Человек, протоколировавший допрос, резко поднялся из-за стола и, поставив меня на ноги, запихал в рот комок бумаги и с силой треснул по ребрам тяжелой резиновой галошей, потом ударил по животу, потом еще и еще. Не сосчитаю уже, сколько тогда было ударов – от боли я совсем потерялся и сконцентрировался лишь на том, чтобы не перестать дышать, стараясь не думать о том, сколько ребер у меня могло быть сломано. Все мы молчали, и тишину прерывал лишь глухой звук удара галоши о мое тело, и мои прерывистые вздохи. Второй бесстрастно наблюдал за этим, потом снял со стены портрет Сталина, держа его прямо передо мной. В кабинет вошел третий человек и, пока писарь держал меня, перевернул стул, и они вдвоем принялись усаживать меня задним проходом на острую ножку. Где-то в отдалении я слышал голос следователя: «Предатель! Предатель Сталина, падшее животное!», пока не потерял сознание. Очнулся уже, сидя на стуле.
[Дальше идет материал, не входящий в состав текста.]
//! Push channel error types.

/// Errors from a push channel.
#[derive(Debug, Clone, thiserror::Error)]
pub enum ChannelError {
    #[error("Channel closed")]
    Closed,

    #[error("Failed to connect to {host}: {reason}")]
    Connect { host: String, reason: String },

    #[error("Send failed: {0}")]
    Send(String),

    #[error("Read failed: {0}")]
    Read(String),

    #[error("Failed to encode message: {0}")]
    Encode(String),

    #[error("Malformed event: {0}")]
    Decode(String),
}

impl ChannelError {
    /// Transport-level failures a reconnect may cure.
    pub const fn is_transient(&self) -> bool {
        !matches!(self, Self::Encode(_) | Self::Decode(_))
    }
}
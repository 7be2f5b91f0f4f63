//! `fleetlink` Core Library
//!
//! Shared functionality for `fleetlink` components:
//! - Device/account index backing every authorization decision
//! - Access-group parsing
//! - Per-device health bookkeeping
//! - Configuration resolution and hierarchy
//! - Common error types

pub mod access;
pub mod config;
pub mod consent;
pub mod error;
pub mod health;
pub mod index;
pub mod tracing_init;

pub use access::can_control;
pub use config::Config;
pub use error::{Error, Result};
pub use health::{DeviceHealth, HealthMonitor, HealthSummary};
pub use index::{Account, AccountDevice, DeviceCallback, DeviceIndex, IndexError};
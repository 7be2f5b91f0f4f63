//! Bulk provisioning engine.
//!
//! A task applies one template to a list of devices in order, recording one
//! outcome per device. Execution observes two cancellation signals before
//! every device and during every post-action delay: the caller's context and
//! the task's own token, which [`ProvisioningEngine::cancel_task`] trips.

use std::collections::{BTreeMap, HashMap, HashSet};
use std::path::Path;
use std::sync::Arc;
use std::time::Duration;

use chrono::Utc;
use fleetlink_core::DeviceIndex;
use fleetlink_core::index::write_atomic;
use parking_lot::{Mutex, RwLock};
use serde::{Deserialize, Serialize};
use tokio_util::sync::CancellationToken;
use tracing::{debug, info, warn};

use crate::fleet::FleetControl;

use super::error::ProvisionError;
use super::types::{
    ConfigTemplate, DeviceProvisionResult, DeviceRegistration, ProvisioningProgress,
    ProvisioningTask, RegistrationReport, ResultStatus, TaskStatus,
};

const SNAPSHOT_VERSION: u32 = 1;

/// Error recorded on tasks that were running when the process stopped.
pub const INTERRUPTED: &str = "interrupted";

struct TaskEntry {
    task: ProvisioningTask,
    progress: ProvisioningProgress,
    cancel: CancellationToken,
}

#[derive(Serialize, Deserialize)]
struct ProvisionSnapshot {
    version: u32,
    #[serde(default)]
    templates: Vec<ConfigTemplate>,
    #[serde(default)]
    tasks: Vec<ProvisioningTask>,
    #[serde(default)]
    progress: Vec<ProvisioningProgress>,
}

/// How one device fared.
enum Outcome {
    Success,
    Skipped(String),
    Failed(String),
}

/// Applies configuration templates across the fleet.
pub struct ProvisioningEngine {
    index: Arc<DeviceIndex>,
    fleet: Arc<dyn FleetControl>,
    templates: RwLock<BTreeMap<String, ConfigTemplate>>,
    tasks: Mutex<HashMap<String, TaskEntry>>,
}
//! Last-known device status cache fed by inbound channel events.

use std::collections::HashMap;

use chrono::{DateTime, Utc};
use serde::{Deserialize, Serialize};
use serde_json::Value;

/// What the fleet last heard from a device.
#[derive(Debug, Clone, PartialEq, Serialize, Deserialize)]
pub struct DeviceStatus {
    pub device_id: String,
    /// Relay host the last event arrived on.
    pub host: String,
    #[serde(default)]
    pub status: Option<Value>,
    #[serde(default)]
    pub settings: Option<Value>,
    #[serde(default)]
    pub online: bool,
    pub last_seen: DateTime<Utc>,
}

impl DeviceStatus {
    fn new(device_id: &str, host: &str, now: DateTime<Utc>) -> Self {
        Self {
            device_id: device_id.to_string(),
            host: host.to_string(),
            status: None,
            settings: None,
            online: false,
            last_seen: now,
        }
    }
}

/// Entries are created on first event and never removed.
#[derive(Debug, Default, Clone)]
pub struct StatusCache {
    entries: HashMap<String, DeviceStatus>,
}

impl StatusCache {
    fn entry(&mut self, device_id: &str, host: &str, now: DateTime<Utc>) -> &mut DeviceStatus {
        let entry = self
            .entries
            .entry(device_id.to_string())
            .or_insert_with(|| DeviceStatus::new(device_id, host, now));
        host.clone_into(&mut entry.host);
        entry.last_seen = now;
        entry
    }

    /// A status event also proves the device is online.
    pub fn record_status(
        &mut self,
        device_id: &str,
        host: &str,
        status: &Value,
        now: DateTime<Utc>,
    ) {
        let entry = self.entry(device_id, host, now);
        entry.status = Some(status.clone());
        entry.online = true;
    }

    pub fn record_settings(
        &mut self,
        device_id: &str,
        host: &str,
        settings: &Value,
        now: DateTime<Utc>,
    ) {
        self.entry(device_id, host, now).settings = Some(settings.clone());
    }

    pub fn record_online(&mut self, device_id: &str, host: &str, online: bool, now: DateTime<Utc>) {
        self.entry(device_id, host, now).online = online;
    }

    pub fn get(&self, device_id: &str) -> Option<&DeviceStatus> {
        self.entries.get(device_id)
    }

    /// All entries sorted by device id.
    pub fn all(&self) -> Vec<DeviceStatus> {
        let mut all: Vec<_> = self.entries.values().cloned().collect();
        all.sort_by(|a, b| a.device_id.cmp(&b.device_id));
        all
    }

    pub fn replace_all(&mut self, statuses: Vec<DeviceStatus>) {
        self.entries = statuses
            .into_iter()
            .map(|s| (s.device_id.clone(), s))
            .collect();
    }
}

#[cfg(test)]
#[allow(clippy::unwrap_used)]
mod tests {
    use super::*;
    use serde_json::json;

    #[test]
    fn settings_do_not_change_online_state() {
        let mut cache = StatusCache::default();
        let t0 = Utc::now();
        cache.record_settings("d1", "h", &json!({"name": "x"}), t0);
        assert!(!cache.get("d1").unwrap().online);

        let t1 = t0 + chrono::Duration::seconds(5);
        cache.record_status("d1", "h", &json!({"ison": true}), t1);
        let entry = cache.get("d1").unwrap();
        assert!(entry.online);
        assert_eq!(entry.last_seen, t1);
        assert_eq!(entry.settings, Some(json!({"name": "x"})));

        cache.record_settings("d1", "h", &json!({"name": "y"}), t1);
        assert!(cache.get("d1").unwrap().online);
    }

    #[test]
    fn online_changes_flag_and_last_seen() {
        let mut cache = StatusCache::default();
        let t0 = Utc::now();
        cache.record_status("d1", "h", &json!({}), t0);
        let t1 = t0 + chrono::Duration::seconds(1);
        cache.record_online("d1", "h", false, t1);
        let entry = cache.get("d1").unwrap();
        assert!(!entry.online);
        assert_eq!(entry.last_seen, t1);
        assert_eq!(cache.all().len(), 1);
    }
}
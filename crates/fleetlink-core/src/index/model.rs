//! Account and device records held by the index.

use chrono::{DateTime, Utc};
use serde::{Deserialize, Serialize};

use crate::access::can_control;

/// A device an end user granted the integrator access to.
#[derive(Debug, Clone, PartialEq, Eq, Serialize, Deserialize)]
pub struct AccountDevice {
    /// Unique across the whole fleet.
    pub device_id: String,
    pub device_type: String,
    /// Relay host terminating this device's push channel.
    pub host: String,
    /// Two-character access-group code.
    pub access_groups: String,
    #[serde(default)]
    pub name: String,
    #[serde(default)]
    pub online: bool,
    pub granted_at: DateTime<Utc>,
}

impl AccountDevice {
    pub fn new(
        device_id: impl Into<String>,
        device_type: impl Into<String>,
        host: impl Into<String>,
        access_groups: impl Into<String>,
    ) -> Self {
        Self {
            device_id: device_id.into(),
            device_type: device_type.into(),
            host: host.into(),
            access_groups: access_groups.into(),
            name: String::new(),
            online: false,
            granted_at: Utc::now(),
        }
    }

    #[must_use]
    pub fn with_name(mut self, name: impl Into<String>) -> Self {
        self.name = name.into();
        self
    }

    /// Whether the access grant allows sending commands.
    pub fn can_control(&self) -> bool {
        can_control(&self.access_groups)
    }
}

/// An end-user account and the devices it granted.
#[derive(Debug, Clone, PartialEq, Eq, Serialize, Deserialize)]
pub struct Account {
    pub user_id: String,
    #[serde(default)]
    pub name: Option<String>,
    #[serde(default)]
    pub email: Option<String>,
    #[serde(default)]
    pub devices: Vec<AccountDevice>,
    pub created_at: DateTime<Utc>,
    pub last_activity: DateTime<Utc>,
}

impl Account {
    pub fn new(user_id: impl Into<String>) -> Self {
        let now = Utc::now();
        Self {
            user_id: user_id.into(),
            name: None,
            email: None,
            devices: Vec::new(),
            created_at: now,
            last_activity: now,
        }
    }

    #[must_use]
    pub fn with_devices(mut self, devices: Vec<AccountDevice>) -> Self {
        self.devices = devices;
        self
    }

    pub fn device(&self, device_id: &str) -> Option<&AccountDevice> {
        self.devices.iter().find(|d| d.device_id == device_id)
    }

    pub(crate) fn device_mut(&mut self, device_id: &str) -> Option<&mut AccountDevice> {
        self.devices.iter_mut().find(|d| d.device_id == device_id)
    }
}
//! Batch command types.

use serde::{Deserialize, Serialize};
use serde_json::Value;

/// Device types that expose a switchable relay on channel 0.
pub const RELAY_DEVICE_TYPES: &[&str] = &[
    "SHSW-1", "SHSW-PM", "SHSW-21", "SHSW-25", "SHSW-44", "SHSW-L", "SHPLG-1", "SHPLG-S",
    "SHPLG-U1", "SHPLG2-1", "SHUNI-1",
];

pub fn is_relay_capable(device_type: &str) -> bool {
    RELAY_DEVICE_TYPES.contains(&device_type)
}

/// One command in a batch.
#[derive(Debug, Clone, PartialEq, Serialize, Deserialize)]
pub struct BatchCommand {
    pub device_id: String,
    pub action: String,
    #[serde(default)]
    pub params: Value,
}

impl BatchCommand {
    pub fn new(device_id: impl Into<String>, action: impl Into<String>, params: Value) -> Self {
        Self {
            device_id: device_id.into(),
            action: action.into(),
            params,
        }
    }
}

/// Outcome of one command in a batch or group send.
#[derive(Debug, Clone, PartialEq, Eq, Serialize, Deserialize)]
pub struct CommandResult {
    pub device_id: String,
    pub success: bool,
    #[serde(default, skip_serializing_if = "Option::is_none")]
    pub error: Option<String>,
}

impl CommandResult {
    pub fn ok(device_id: impl Into<String>) -> Self {
        Self {
            device_id: device_id.into(),
            success: true,
            error: None,
        }
    }

    pub fn failed(device_id: impl Into<String>, error: impl ToString) -> Self {
        Self {
            device_id: device_id.into(),
            success: false,
            error: Some(error.to_string()),
        }
    }
}

#[cfg(test)]
mod tests {
    use super::*;

    #[test]
    fn relay_capability() {
        assert!(is_relay_capable("SHSW-1"));
        assert!(is_relay_capable("SHPLG-S"));
        assert!(!is_relay_capable("SHHT-1"));
        assert!(!is_relay_capable(""));
    }

    #[test]
    fn result_constructors() {
        let results = vec![CommandResult::ok("a"), CommandResult::failed("b", "boom")];
        assert!(results[0].success && !results[1].success);
        assert_eq!(results[1].error.as_deref(), Some("boom"));
    }
}
//! Provisioning error types.

use crate::fleet::FleetError;

use super::types::TaskStatus;

/// Errors from the provisioning engine.
#[derive(Debug, thiserror::Error)]
pub enum ProvisionError {
    #[error("Template not found: {template_id}")]
    TemplateNotFound { template_id: String },

    #[error("Invalid template: {0}")]
    InvalidTemplate(String),

    #[error("Template {template_id} does not support device type {device_type}")]
    TemplateIncompatible {
        template_id: String,
        device_type: String,
    },

    #[error("Task not found: {task_id}")]
    TaskNotFound { task_id: String },

    #[error("Task {task_id} is {status}, not pending")]
    TaskNotPending { task_id: String, status: TaskStatus },

    #[error("Task {task_id} is {status} and cannot be canceled")]
    TaskNotCancelable { task_id: String, status: TaskStatus },

    #[error("Task {task_id} cannot move from {from} to {to}")]
    InvalidTransition {
        task_id: String,
        from: TaskStatus,
        to: TaskStatus,
    },

    #[error("Task {task_id} was canceled")]
    Canceled { task_id: String },

    #[error("Provisioning canceled")]
    Interrupted,

    #[error("Device not found: {device_id}")]
    DeviceNotFound { device_id: String },

    #[error("No control access to device {device_id}")]
    NoControlAccess { device_id: String },

    #[error("Action {action} failed: {source}")]
    Action {
        action: String,
        #[source]
        source: FleetError,
    },

    #[error("Snapshot error: {0}")]
    Snapshot(String),
}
Спроси меня тогда, я ответил бы, что эти ужасы длились вечность. В какой-то момент я совсем переставал отвечать, не зная, как еще извернуться, за что тут же получал новые удары. Потом меня увели. Когда руки мои оказались сцеплены наручниками, я вдруг вспомнил человека, встреченного в самый первый день, и задумался, почему меня били совсем не так, как его, – не оставляя видимых следов. Я пролежал на матрасе около получаса, пока меня снова не вызвали. Вставая, я увидел на серой замаранной ткани, там, где сидел, пятно крови.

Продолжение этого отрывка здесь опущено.